We know that Amazon parrots imported into this country harbored latent diseases for up to a year before they were clinically visible…and that many avian diseases can remain hidden for weeks, months, even years until some precipitating factor (often a stress) brings them out. Such birds are carriers of disease pathogens ( organisms such as viruses, bacteria, fungi, protozoa and other parasites). And even if the latent pathogen never killed the bird in which it resided, it might spread to other birds in the forest. This is could lead to a catastrophic result, because birds previously exposed to these pathogens might have developed some immune defenses to keep it in check, whereas immunologically “naïve” birds in the forest–which had never before been exposed to these disease agents– might be very susceptible to them. Introduction of a single bird which harbors a latent pathogen might, at least in theory, initiate a disease epidemic which could wipe out the endemic (native) population of birds!

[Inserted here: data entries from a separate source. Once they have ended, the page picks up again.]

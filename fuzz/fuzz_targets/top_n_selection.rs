#![no_main]

use libfuzzer_sys::fuzz_target;
use replay::ranking::top_n_by;

fuzz_target!(|data: &[u8]| {
    let Some((&n, values)) = data.split_first() else {
        return;
    };
    let items: Vec<(usize, u8)> = values.iter().copied().enumerate().collect();
    let top = top_n_by(&items, usize::from(n % 32), |item| item.1);

    assert_eq!(top.len(), usize::from(n % 32).min(items.len()));
    assert!(top.windows(2).all(|pair| pair[0].1 >= pair[1].1));
});
use crate::catalog::Catalog;
use crate::ranking::{Metric, top_n};
use crate::stats::{Aggregator, TrackAggregate};
use serde::Serialize;
use time::OffsetDateTime;
use tracing::debug;

#[derive(Debug, Clone, PartialEq, Eq, Serialize)]
pub struct RankedTrack {
    pub rank: usize,
    pub song_id: String,
    pub title: String,
    pub artist: Option<String>,
    pub value: u64,
}

#[derive(Debug, Clone, PartialEq, Eq, Serialize)]
pub struct Report {
    #[serde(with = "time::serde::rfc3339")]
    pub now: OffsetDateTime,
    #[serde(with = "time::serde::rfc3339")]
    pub one_year_ago: OffsetDateTime,
    pub unique_tracks: usize,
    pub total_plays: u64,
    pub total_listen_ms: u64,
    pub total_listen_ms_recent: u64,
    pub top_all_time: Vec<RankedTrack>,
    pub top_past_year: Vec<RankedTrack>,
    pub top_listen_time: Vec<RankedTrack>,
}

pub fn build_report(catalog: &Catalog, aggregator: &Aggregator, results: usize) -> Report {
    let ranked = |metric: Metric| {
        ranked_tracks(
            &top_n(aggregator.all_aggregates(), results, metric, catalog.window()),
            metric,
            catalog,
        )
    };

    let report = Report {
        now: catalog.now(),
        one_year_ago: catalog.one_year_ago(),
        unique_tracks: aggregator.aggregate_count(),
        total_plays: aggregator.total_plays(),
        total_listen_ms: aggregator.total_duration(),
        total_listen_ms_recent: aggregator.total_duration_recent(catalog.window()),
        top_all_time: ranked(Metric::Plays),
        top_past_year: ranked(Metric::PlaysRecent),
        top_listen_time: ranked(Metric::ListenTime),
    };
    debug!(
        unique_tracks = report.unique_tracks,
        results, "report built"
    );
    report
}

fn ranked_tracks(tracks: &[&TrackAggregate], metric: Metric, catalog: &Catalog) -> Vec<RankedTrack> {
    tracks
        .iter()
        .enumerate()
        .map(|(idx, track)| RankedTrack {
            rank: idx + 1,
            song_id: track.song_id.clone(),
            title: track.title.clone(),
            artist: track.artist.clone(),
            value: metric.value(track, catalog.window()),
        })
        .collect()
}
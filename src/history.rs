use crate::error::StatsError;
use crate::model::ListenEvent;
use anyhow::{Context, Result};
use serde::Deserialize;
use serde_json::Value;
use std::fs;
use std::path::{Path, PathBuf};
use time::OffsetDateTime;
use time::format_description::well_known::Rfc3339;
use tracing::{debug, info};
use walkdir::WalkDir;

const HISTORY_FILE_PREFIXES: [&str; 2] = ["endsong_", "Streaming_History_Audio_"];
const UNKNOWN_REASON: &str = "unknown";

#[derive(Debug, Clone, Deserialize)]
pub struct RawPlay {
    pub ts: Option<Value>,
    pub ms_played: Option<Value>,
    #[serde(default)]
    pub spotify_track_uri: Option<String>,
    #[serde(default)]
    pub spotify_episode_uri: Option<String>,
    #[serde(default)]
    pub master_metadata_track_name: Option<String>,
    #[serde(default)]
    pub master_metadata_album_artist_name: Option<String>,
    #[serde(default)]
    pub master_metadata_album_album_name: Option<String>,
    #[serde(default)]
    pub reason_start: Option<String>,
    #[serde(default)]
    pub reason_end: Option<String>,
    #[serde(default)]
    pub shuffle: Option<bool>,
    #[serde(default)]
    pub offline: Option<bool>,
    #[serde(default)]
    pub incognito_mode: Option<bool>,
}

#[derive(Debug, Clone, Default, PartialEq, Eq)]
pub struct LoadSummary {
    pub files: Vec<PathBuf>,
    pub plays: usize,
    pub skipped_episodes: usize,
}

#[derive(Debug, Clone, Default)]
pub struct LoadedHistory {
    pub events: Vec<ListenEvent>,
    pub summary: LoadSummary,
}

// `Ok(None)` is a podcast episode, not a song play.
pub fn convert(index: usize, raw: RawPlay) -> Result<Option<ListenEvent>, StatsError> {
    let malformed = |reason: String| StatsError::MalformedEvent { index, reason };

    let ts = match raw.ts {
        Some(Value::String(ts)) => ts,
        Some(other) => return Err(malformed(format!("`ts` is not a string: {other}"))),
        None => return Err(malformed(String::from("missing `ts`"))),
    };
    let timestamp = OffsetDateTime::parse(&ts, &Rfc3339)
        .map_err(|err| malformed(format!("unparsable `ts` {ts:?}: {err}")))?;

    let ms_played = raw
        .ms_played
        .ok_or_else(|| malformed(String::from("missing `ms_played`")))?;
    let duration_ms = match ms_played.as_u64() {
        Some(ms) => ms,
        None if ms_played.is_i64() => {
            return Err(malformed(format!("negative `ms_played` {ms_played}")));
        }
        None => {
            return Err(malformed(format!(
                "`ms_played` is not an integer: {ms_played}"
            )));
        }
    };

    let song_id = match raw.spotify_track_uri.filter(|uri| !uri.trim().is_empty()) {
        Some(uri) => uri,
        None if raw.spotify_episode_uri.is_some() => return Ok(None),
        None => return Err(malformed(String::from("missing `spotify_track_uri`"))),
    };

    Ok(Some(ListenEvent {
        timestamp,
        duration_ms,
        title: raw
            .master_metadata_track_name
            .unwrap_or_else(|| song_id.clone()),
        song_id,
        artist: raw.master_metadata_album_artist_name,
        album: raw.master_metadata_album_album_name,
        start_reason: raw
            .reason_start
            .unwrap_or_else(|| String::from(UNKNOWN_REASON)),
        end_reason: raw
            .reason_end
            .unwrap_or_else(|| String::from(UNKNOWN_REASON)),
        shuffle: raw.shuffle,
        offline: raw.offline,
        private: raw.incognito_mode,
    }))
}

pub fn parse_plays(raw: &str) -> Result<(Vec<ListenEvent>, usize)> {
    let records: Vec<RawPlay> =
        serde_json::from_str(raw).context("history is not a JSON array of play records")?;
    let mut events = Vec::with_capacity(records.len());
    let mut skipped_episodes = 0;
    for (index, record) in records.into_iter().enumerate() {
        match convert(index, record)? {
            Some(event) => events.push(event),
            None => skipped_episodes += 1,
        }
    }
    Ok((events, skipped_episodes))
}

pub fn load_file(path: &Path) -> Result<(Vec<ListenEvent>, usize)> {
    let raw =
        fs::read_to_string(path).with_context(|| format!("failed to read {}", path.display()))?;
    parse_plays(&raw).with_context(|| format!("failed to parse {}", path.display()))
}

pub fn history_files(dir: &Path) -> Result<Vec<PathBuf>> {
    if !dir.is_dir() {
        anyhow::bail!("history directory {} does not exist", dir.display());
    }

    let mut files = Vec::new();
    for entry in WalkDir::new(dir)
        .max_depth(1)
        .follow_links(true)
        .sort_by_file_name()
    {
        let entry = entry.with_context(|| format!("failed to scan {}", dir.display()))?;
        if entry.file_type().is_file() && is_history_file(entry.path()) {
            files.push(entry.into_path());
        }
    }
    Ok(files)
}

pub fn load_dir(dir: &Path) -> Result<LoadedHistory> {
    let files = history_files(dir)?;
    if files.is_empty() {
        anyhow::bail!(
            "no endsong_*.json or Streaming_History_Audio_*.json files in {}",
            dir.display()
        );
    }

    let mut loaded = LoadedHistory::default();
    for path in &files {
        let (events, skipped) = load_file(path)?;
        debug!(
            file = %path.display(),
            plays = events.len(),
            skipped_episodes = skipped,
            "loaded history file"
        );
        loaded.summary.skipped_episodes += skipped;
        loaded.events.extend(events);
    }
    loaded.summary.plays = loaded.events.len();
    loaded.summary.files = files;
    info!(
        files = loaded.summary.files.len(),
        plays = loaded.summary.plays,
        skipped_episodes = loaded.summary.skipped_episodes,
        "history loaded"
    );
    Ok(loaded)
}

fn is_history_file(path: &Path) -> bool {
    let Some(name) = path.file_name().and_then(|name| name.to_str()) else {
        return false;
    };
    name.ends_with(".json")
        && HISTORY_FILE_PREFIXES
            .iter()
            .any(|prefix| name.starts_with(prefix))
}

How, then, can we detect these diseases if they are hidden? Many require specialized testing. Let’s take Psittacine Beak and Feather Disease (PBFD) as an example. This dreaded disease is caused by a tiny virus, which is only one of a family of so-called circoviruses; most cases are due to “circovirus 1”. The test usually used in the US and UK is one (DNA assay after amplification using PCR) which measures not the intact virus but only its DNA (intact viruses also contain an outer capsule). This test is very sensitive but requires great skill and expensive equipment; it is not available in Indonesia. In Australia, PBFD ( often called “Psittacine Circoviral Disease” there ) is often detected by a test called hemagglutination agglutination (HA). This test, pioneered by Dr. Shane Raidal, makes use of the fact that the circovirus causes red cells of some parrots to clump, an effect which can be seen under the microscope. However, this test is not as sensitive as the DNA test and requires availability of a supply of circovirus- “sensitive” red cells. Available in Indonesia? Nada!

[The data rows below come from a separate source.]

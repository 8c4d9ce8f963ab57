use crate::catalog::RecentWindow;
use crate::stats::TrackAggregate;
use serde::Serialize;

#[derive(Debug, Clone, Copy, PartialEq, Eq, Serialize)]
pub enum Metric {
    Plays,
    PlaysRecent,
    ListenTime,
    ListenTimeRecent,
}

impl Metric {
    pub fn value(self, track: &TrackAggregate, window: RecentWindow) -> u64 {
        match self {
            Self::Plays => track.play_count(),
            Self::PlaysRecent => track.play_count_recent(window),
            Self::ListenTime => track.total_duration(),
            Self::ListenTimeRecent => track.total_duration_recent(window),
        }
    }
}

pub fn top_n<'a>(
    tracks: &'a [TrackAggregate],
    n: usize,
    metric: Metric,
    window: RecentWindow,
) -> Vec<&'a TrackAggregate> {
    top_n_by(tracks, n, |track| metric.value(track, window))
}

/// The working set is re-sorted after each change, so its last element is
/// the admission threshold. A candidate must beat it strictly: on ties the
/// item scanned first stays.
pub fn top_n_by<T, K, F>(items: &[T], n: usize, key: F) -> Vec<&T>
where
    K: Ord,
    F: Fn(&T) -> K,
{
    if n == 0 {
        return Vec::new();
    }

    let mut kept: Vec<(K, &T)> = Vec::with_capacity(n.min(items.len()));
    for item in items {
        let value = key(item);
        if kept.len() < n {
            kept.push((value, item));
            kept.sort_by(|a, b| b.0.cmp(&a.0));
            continue;
        }

        let beats_threshold = kept.last().is_some_and(|(lowest, _)| value > *lowest);
        if beats_threshold {
            kept.pop();
            kept.push((value, item));
            kept.sort_by(|a, b| b.0.cmp(&a.0));
        }
    }

    kept.into_iter().map(|(_, item)| item).collect()
}

#[cfg(test)]
mod tests {
    use super::*;
    use crate::catalog::Catalog;
    use crate::model::fixtures::play;
    use crate::stats::Aggregator;
    use proptest::prop_assert;
    use time::macros::datetime;
    use time::{Duration, OffsetDateTime};

    const NOW: OffsetDateTime = datetime!(2024-06-01 12:00 UTC);

    fn scenario() -> (Catalog, Aggregator) {
        let events = vec![
            play("a", NOW - Duration::days(1), 1_000),
            play("a", NOW - Duration::days(2), 1_000),
            play("a", NOW - Duration::days(3), 1_000),
            play("b", NOW - Duration::days(1), 5_000),
            play("c", NOW - Duration::days(800), 1_000),
            play("c", NOW - Duration::days(801), 1_000),
            play("c", NOW - Duration::days(802), 1_000),
            play("c", NOW - Duration::days(803), 1_000),
            play("d", NOW, 1),
        ];
        let catalog = Catalog::new(events).expect("catalog");
        let aggregator = Aggregator::from_events(catalog.events()).expect("ingest");
        (catalog, aggregator)
    }

    fn ids(tracks: &[&TrackAggregate]) -> Vec<String> {
        tracks.iter().map(|track| track.song_id.clone()).collect()
    }

    #[test]
    fn most_played_wins() {
        let (catalog, aggregator) = scenario();
        let top = top_n(aggregator.all_aggregates(), 1, Metric::Plays, catalog.window());
        assert_eq!(ids(&top), vec!["c"]);
    }

    #[test]
    fn recent_ranking_ignores_old_plays() {
        let (catalog, aggregator) = scenario();
        let top = top_n(
            aggregator.all_aggregates(),
            2,
            Metric::PlaysRecent,
            catalog.window(),
        );
        assert_eq!(ids(&top), vec!["a", "d"]);
    }

    #[test]
    fn listen_time_ranking() {
        let (catalog, aggregator) = scenario();
        let top = top_n(
            aggregator.all_aggregates(),
            3,
            Metric::ListenTime,
            catalog.window(),
        );
        assert_eq!(ids(&top), vec!["b", "c", "a"]);
    }

    #[test]
    fn zero_returns_nothing() {
        let (catalog, aggregator) = scenario();
        assert!(top_n(aggregator.all_aggregates(), 0, Metric::Plays, catalog.window()).is_empty());
    }

    #[test]
    fn short_input_returns_everything_sorted() {
        let (catalog, aggregator) = scenario();
        let top = top_n(aggregator.all_aggregates(), 50, Metric::Plays, catalog.window());
        assert_eq!(ids(&top), vec!["c", "a", "d", "b"]);
    }

    #[test]
    fn ties_do_not_evict_earlier_candidates() {
        let items = [("first", 5), ("second", 3), ("third", 5), ("fourth", 3)];
        let top = top_n_by(&items, 2, |item| item.1);
        let names: Vec<&str> = top.iter().map(|item| item.0).collect();
        assert_eq!(names, vec!["first", "third"]);

        let top = top_n_by(&items, 3, |item| item.1);
        let names: Vec<&str> = top.iter().map(|item| item.0).collect();
        assert_eq!(names, vec!["first", "third", "second"]);
    }

    proptest::proptest! {
        #[test]
        fn selection_matches_full_sort(
            values in proptest::collection::vec(0u32..20, 0..60),
            n in 0usize..70,
        ) {
            let items: Vec<(usize, u32)> = values.iter().copied().enumerate().collect();
            let top = top_n_by(&items, n, |item| item.1);

            prop_assert!(top.len() == n.min(items.len()));
            prop_assert!(top.windows(2).all(|pair| pair[0].1 >= pair[1].1));

            let mut seen: Vec<usize> = top.iter().map(|item| item.0).collect();
            seen.sort_unstable();
            seen.dedup();
            prop_assert!(seen.len() == top.len());

            let mut expected: Vec<u32> = values.clone();
            expected.sort_unstable_by(|a, b| b.cmp(a));
            expected.truncate(n);
            let got: Vec<u32> = top.iter().map(|item| item.1).collect();
            prop_assert!(got == expected);

            let again = top_n_by(&items, n, |item| item.1);
            prop_assert!(again == top);
        }
    }
}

OK, so we can’t test for PBFD in Indonesia; perhaps it doesn’t exist there in the wild and we don’t need to worry! Even if it exists in pet cockatoos in the cities, all one has to do is to confiscate the smuggled cockatoos before they reach the big cities!
Noop, again! What about that cage in which the smuggler put the trapped cockatoos–where has IT been? What sick birds has been inside it?

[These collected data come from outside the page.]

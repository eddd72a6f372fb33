use crate::sim::types::GridParams;

/// Utility interconnection that closes the bus balance.
///
/// Grid power convention:
/// - Positive values are import (power drawn from the utility)
/// - Negative values are export (power sent to the utility)
#[derive(Debug, Clone)]
pub struct Grid {
    max_import_kw: f64,
    max_export_kw: f64,
}

impl Grid {
    /// Creates a grid connection with the configured transfer limits.
    pub fn new(params: &GridParams) -> Self {
        Self {
            max_import_kw: params.max_import_kw,
            max_export_kw: params.max_export_kw,
        }
    }

    /// Returns the maximum import limit in kW.
    pub fn max_import_kw(&self) -> f64 {
        self.max_import_kw
    }

    /// Returns the maximum export limit in kW (positive magnitude).
    pub fn max_export_kw(&self) -> f64 {
        self.max_export_kw
    }

    /// Returns the minimum grid power (negated export limit).
    pub fn min_kw(&self) -> f64 {
        -self.max_export_kw
    }

    /// Clips a grid power value to `[-max_export_kw, max_import_kw]`.
    pub fn clip_kw(&self, kw: f64) -> f64 {
        kw.clamp(self.min_kw(), self.max_import_kw)
    }

    /// Residual balancing: the grid supplies whatever load is not covered by
    /// renewables and the battery, within transfer limits.
    ///
    /// # Arguments
    ///
    /// * `load_kw` - Load demand (kW, positive)
    /// * `renewable_kw` - Renewable generation (kW, positive)
    /// * `battery_kw` - Realized battery power (kW; + discharge, - charge)
    ///
    /// # Returns
    ///
    /// Realized grid power (kW; + import, - export)
    pub fn balance_kw(&self, load_kw: f64, renewable_kw: f64, battery_kw: f64) -> f64 {
        self.clip_kw(load_kw - renewable_kw - battery_kw)
    }
}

OK, let’s hope that there is no evidence that the disease exists in Indonesia at all. Well, if you were a gamblin’ person, you wouldn’t bet on that After all, PBFD has been reported to exist in wild parrots (mostly cockatoos) in surrounding Old World countries: Australia, the Philippines, and the Solomon Islands (the latter is unconfirmed). (It may also exist in wild Cape parrots and lovebirds in Africa). Furthermore, in the 1970’s and 1980’s (before PBFD was even identified by the Australian veterinarian Dr. Ross Perry), Lesser Sulphur-crested cockatoos, which had been legally imported into the United States, were showing up later with PBFD (Rosemary Low; Pers. Communication).These birds originated in the wild and since the trade then was legal, they might not have been exposed to other birds (ie, from other countries) which might have carried the disease. Indeed, breeding facilities in Indonesia are currently still finding PBFD in their avian “stock” coming from the Indonesian forest. So, yes, PBFD probably exists in the wild in Indonesia; at least, we best assume so.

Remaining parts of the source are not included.